▶ **PROBLEM TO SOLVE**
Give again, word for word, every line in the entries below from the line with "<div class=hero_classes>" up to and including the line with "font-extrabold text-base md:text-lg", and no other line.

BEGIN EXERCISE DATA

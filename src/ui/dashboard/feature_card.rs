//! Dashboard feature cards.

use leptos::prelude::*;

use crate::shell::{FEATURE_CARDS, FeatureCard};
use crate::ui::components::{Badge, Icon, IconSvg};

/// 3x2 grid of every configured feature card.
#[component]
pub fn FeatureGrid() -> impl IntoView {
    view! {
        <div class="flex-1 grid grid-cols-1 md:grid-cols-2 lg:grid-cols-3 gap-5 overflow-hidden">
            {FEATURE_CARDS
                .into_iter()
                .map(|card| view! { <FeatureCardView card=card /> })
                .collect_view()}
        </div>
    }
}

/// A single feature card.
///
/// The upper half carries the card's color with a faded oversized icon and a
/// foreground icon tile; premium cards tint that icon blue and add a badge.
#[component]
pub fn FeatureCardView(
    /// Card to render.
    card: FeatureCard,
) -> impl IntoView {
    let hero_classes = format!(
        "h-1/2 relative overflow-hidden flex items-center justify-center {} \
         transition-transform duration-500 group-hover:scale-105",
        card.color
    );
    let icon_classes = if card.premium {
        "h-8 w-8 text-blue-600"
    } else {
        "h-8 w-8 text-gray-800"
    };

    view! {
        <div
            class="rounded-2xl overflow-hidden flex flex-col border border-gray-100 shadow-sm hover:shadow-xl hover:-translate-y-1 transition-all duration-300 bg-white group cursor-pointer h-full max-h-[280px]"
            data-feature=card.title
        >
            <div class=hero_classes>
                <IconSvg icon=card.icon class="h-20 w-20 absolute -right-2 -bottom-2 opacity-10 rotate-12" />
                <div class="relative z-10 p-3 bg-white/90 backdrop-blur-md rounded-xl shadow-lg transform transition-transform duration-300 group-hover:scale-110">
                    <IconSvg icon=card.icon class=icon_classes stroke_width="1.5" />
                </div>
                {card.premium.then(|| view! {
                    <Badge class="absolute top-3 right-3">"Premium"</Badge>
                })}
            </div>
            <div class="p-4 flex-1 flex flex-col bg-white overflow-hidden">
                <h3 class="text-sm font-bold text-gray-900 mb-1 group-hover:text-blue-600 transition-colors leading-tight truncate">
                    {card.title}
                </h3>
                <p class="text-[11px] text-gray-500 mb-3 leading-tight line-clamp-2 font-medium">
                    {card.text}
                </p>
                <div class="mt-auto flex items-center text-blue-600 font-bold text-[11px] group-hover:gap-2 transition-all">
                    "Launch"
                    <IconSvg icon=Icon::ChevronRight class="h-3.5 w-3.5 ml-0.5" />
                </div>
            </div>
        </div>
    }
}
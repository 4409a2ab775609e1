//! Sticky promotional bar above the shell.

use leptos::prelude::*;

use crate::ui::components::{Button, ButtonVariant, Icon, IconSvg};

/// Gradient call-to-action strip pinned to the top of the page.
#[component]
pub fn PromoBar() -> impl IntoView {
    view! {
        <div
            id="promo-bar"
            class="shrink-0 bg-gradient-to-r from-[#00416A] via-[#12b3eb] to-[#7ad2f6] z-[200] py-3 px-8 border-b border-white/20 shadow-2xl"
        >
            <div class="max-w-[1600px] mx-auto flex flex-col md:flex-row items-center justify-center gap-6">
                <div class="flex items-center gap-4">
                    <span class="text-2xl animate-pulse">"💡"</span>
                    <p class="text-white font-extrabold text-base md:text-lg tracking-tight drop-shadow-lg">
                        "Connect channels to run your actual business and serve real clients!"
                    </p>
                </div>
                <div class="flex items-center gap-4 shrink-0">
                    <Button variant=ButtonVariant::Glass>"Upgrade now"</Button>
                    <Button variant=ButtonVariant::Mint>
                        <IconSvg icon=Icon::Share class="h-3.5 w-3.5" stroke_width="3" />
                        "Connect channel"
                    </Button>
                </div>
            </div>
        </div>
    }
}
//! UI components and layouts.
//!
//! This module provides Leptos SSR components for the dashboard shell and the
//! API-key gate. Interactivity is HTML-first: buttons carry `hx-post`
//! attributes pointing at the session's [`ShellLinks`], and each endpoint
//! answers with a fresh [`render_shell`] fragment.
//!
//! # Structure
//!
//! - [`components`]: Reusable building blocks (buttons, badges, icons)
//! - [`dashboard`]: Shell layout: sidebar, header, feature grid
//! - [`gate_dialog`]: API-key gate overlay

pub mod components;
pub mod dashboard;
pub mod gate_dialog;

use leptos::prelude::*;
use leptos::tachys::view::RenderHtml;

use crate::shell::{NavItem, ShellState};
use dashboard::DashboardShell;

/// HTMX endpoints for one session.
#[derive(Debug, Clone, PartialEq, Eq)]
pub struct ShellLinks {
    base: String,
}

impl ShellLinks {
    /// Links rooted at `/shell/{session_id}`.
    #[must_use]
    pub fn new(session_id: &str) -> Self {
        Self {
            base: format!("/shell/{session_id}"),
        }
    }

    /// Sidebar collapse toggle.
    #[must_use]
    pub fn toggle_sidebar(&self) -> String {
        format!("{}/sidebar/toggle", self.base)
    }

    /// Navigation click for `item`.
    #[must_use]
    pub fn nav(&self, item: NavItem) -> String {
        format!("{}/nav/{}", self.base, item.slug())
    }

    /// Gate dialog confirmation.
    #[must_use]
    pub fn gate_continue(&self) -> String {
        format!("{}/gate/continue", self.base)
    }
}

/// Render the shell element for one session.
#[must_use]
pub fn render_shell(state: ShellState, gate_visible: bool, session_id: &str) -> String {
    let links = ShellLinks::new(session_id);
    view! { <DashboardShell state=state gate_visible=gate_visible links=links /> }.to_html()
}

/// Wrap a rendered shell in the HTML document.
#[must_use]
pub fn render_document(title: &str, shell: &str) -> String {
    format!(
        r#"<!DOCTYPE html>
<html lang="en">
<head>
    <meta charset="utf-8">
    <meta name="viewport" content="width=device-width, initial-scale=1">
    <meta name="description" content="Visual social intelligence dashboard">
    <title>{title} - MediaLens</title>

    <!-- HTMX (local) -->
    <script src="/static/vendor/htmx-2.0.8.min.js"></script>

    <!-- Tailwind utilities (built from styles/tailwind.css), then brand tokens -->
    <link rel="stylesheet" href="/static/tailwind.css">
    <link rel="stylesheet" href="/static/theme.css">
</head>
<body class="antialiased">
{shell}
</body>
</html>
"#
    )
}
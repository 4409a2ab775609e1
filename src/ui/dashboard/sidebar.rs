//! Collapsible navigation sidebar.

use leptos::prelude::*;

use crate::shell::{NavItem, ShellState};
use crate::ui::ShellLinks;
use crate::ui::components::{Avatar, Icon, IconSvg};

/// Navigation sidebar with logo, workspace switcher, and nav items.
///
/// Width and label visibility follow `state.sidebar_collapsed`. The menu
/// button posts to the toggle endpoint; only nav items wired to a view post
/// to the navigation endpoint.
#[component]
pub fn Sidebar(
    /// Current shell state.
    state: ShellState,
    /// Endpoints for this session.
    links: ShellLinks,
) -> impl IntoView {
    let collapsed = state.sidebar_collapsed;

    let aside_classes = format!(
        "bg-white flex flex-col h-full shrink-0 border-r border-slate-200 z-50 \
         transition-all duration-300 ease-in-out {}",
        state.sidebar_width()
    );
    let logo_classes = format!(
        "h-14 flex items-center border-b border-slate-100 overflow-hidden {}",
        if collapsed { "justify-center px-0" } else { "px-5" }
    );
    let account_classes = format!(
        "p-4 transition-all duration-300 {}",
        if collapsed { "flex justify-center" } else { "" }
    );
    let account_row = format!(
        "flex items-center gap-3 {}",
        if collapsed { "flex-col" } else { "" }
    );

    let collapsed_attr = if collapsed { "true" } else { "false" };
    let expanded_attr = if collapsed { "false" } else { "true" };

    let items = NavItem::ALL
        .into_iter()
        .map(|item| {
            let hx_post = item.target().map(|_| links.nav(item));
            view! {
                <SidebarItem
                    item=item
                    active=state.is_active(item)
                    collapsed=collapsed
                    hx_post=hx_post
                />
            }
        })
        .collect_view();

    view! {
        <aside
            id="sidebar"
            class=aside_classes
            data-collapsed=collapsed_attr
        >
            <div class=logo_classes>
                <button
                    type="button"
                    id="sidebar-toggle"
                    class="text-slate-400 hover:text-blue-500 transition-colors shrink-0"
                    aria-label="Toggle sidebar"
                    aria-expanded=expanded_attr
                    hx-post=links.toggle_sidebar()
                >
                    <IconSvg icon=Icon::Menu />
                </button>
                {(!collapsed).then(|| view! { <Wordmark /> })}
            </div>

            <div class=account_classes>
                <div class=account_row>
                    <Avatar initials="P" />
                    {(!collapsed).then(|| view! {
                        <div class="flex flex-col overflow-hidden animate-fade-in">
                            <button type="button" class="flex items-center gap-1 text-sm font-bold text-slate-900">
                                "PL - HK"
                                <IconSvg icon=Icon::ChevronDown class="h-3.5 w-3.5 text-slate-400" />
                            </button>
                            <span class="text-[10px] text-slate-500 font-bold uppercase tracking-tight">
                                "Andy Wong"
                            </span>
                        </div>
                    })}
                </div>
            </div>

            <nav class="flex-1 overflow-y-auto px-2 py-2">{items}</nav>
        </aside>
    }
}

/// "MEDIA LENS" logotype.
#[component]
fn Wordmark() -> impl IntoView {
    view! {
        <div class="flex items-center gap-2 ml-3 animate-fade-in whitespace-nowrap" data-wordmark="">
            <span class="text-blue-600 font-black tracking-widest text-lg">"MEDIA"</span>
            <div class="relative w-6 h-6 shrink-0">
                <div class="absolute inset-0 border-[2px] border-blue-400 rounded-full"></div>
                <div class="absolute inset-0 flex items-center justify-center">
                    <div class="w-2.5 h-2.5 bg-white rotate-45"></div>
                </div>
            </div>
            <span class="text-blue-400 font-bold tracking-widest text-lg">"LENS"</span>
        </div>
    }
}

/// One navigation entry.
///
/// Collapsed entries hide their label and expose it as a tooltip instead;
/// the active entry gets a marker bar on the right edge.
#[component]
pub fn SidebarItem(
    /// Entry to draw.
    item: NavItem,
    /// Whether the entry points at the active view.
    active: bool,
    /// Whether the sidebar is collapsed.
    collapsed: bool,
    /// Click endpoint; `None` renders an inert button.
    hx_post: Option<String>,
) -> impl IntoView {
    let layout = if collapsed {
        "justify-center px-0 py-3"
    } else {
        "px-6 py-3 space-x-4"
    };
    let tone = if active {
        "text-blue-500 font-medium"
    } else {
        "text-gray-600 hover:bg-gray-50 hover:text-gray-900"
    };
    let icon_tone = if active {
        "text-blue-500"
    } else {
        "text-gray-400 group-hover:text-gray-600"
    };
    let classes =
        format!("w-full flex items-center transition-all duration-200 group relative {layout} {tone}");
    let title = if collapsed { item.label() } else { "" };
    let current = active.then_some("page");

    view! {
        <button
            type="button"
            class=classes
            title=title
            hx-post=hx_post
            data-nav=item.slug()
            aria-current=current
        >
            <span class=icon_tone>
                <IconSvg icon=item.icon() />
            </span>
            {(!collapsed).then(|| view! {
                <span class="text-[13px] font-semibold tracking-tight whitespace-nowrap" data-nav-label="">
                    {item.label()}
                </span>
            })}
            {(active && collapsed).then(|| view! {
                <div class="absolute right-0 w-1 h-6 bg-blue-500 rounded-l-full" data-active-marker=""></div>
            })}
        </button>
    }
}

END EXERCISE DATA

▶ **SOLUTION FOR THIS EXERCISE**
            <div class=hero_classes>
                <IconSvg icon=card.icon class="h-20 w-20 absolute -right-2 -bottom-2 opacity-10 rotate-12" />
                <div class="relative z-10 p-3 bg-white/90 backdrop-blur-md rounded-xl shadow-lg transform transition-transform duration-300 group-hover:scale-110">
                    <IconSvg icon=card.icon class=icon_classes stroke_width="1.5" />
                </div>
                {card.premium.then(|| view! {
                    <Badge class="absolute top-3 right-3">"Premium"</Badge>
                })}
            </div>
            <div class="p-4 flex-1 flex flex-col bg-white overflow-hidden">
                <h3 class="text-sm font-bold text-gray-900 mb-1 group-hover:text-blue-600 transition-colors leading-tight truncate">
                    {card.title}
                </h3>
                <p class="text-[11px] text-gray-500 mb-3 leading-tight line-clamp-2 font-medium">
                    {card.text}
                </p>
                <div class="mt-auto flex items-center text-blue-600 font-bold text-[11px] group-hover:gap-2 transition-all">
                    "Launch"
                    <IconSvg icon=Icon::ChevronRight class="h-3.5 w-3.5 ml-0.5" />
                </div>
            </div>
        </div>
    }
}
repository 4409a2ab775609e1
//! Sticky promotional bar above the shell.

use leptos::prelude::*;

use crate::ui::components::{Button, ButtonVariant, Icon, IconSvg};

/// Gradient call-to-action strip pinned to the top of the page.
#[component]
pub fn PromoBar() -> impl IntoView {
    view! {
        <div
            id="promo-bar"
            class="shrink-0 bg-gradient-to-r from-[#00416A] via-[#12b3eb] to-[#7ad2f6] z-[200] py-3 px-8 border-b border-white/20 shadow-2xl"
        >
            <div class="max-w-[1600px] mx-auto flex flex-col md:flex-row items-center justify-center gap-6">
                <div class="flex items-center gap-4">
                    <span class="text-2xl animate-pulse">"💡"</span>
                    <p class="text-white font-extrabold text-base md:text-lg tracking-tight drop-shadow-lg">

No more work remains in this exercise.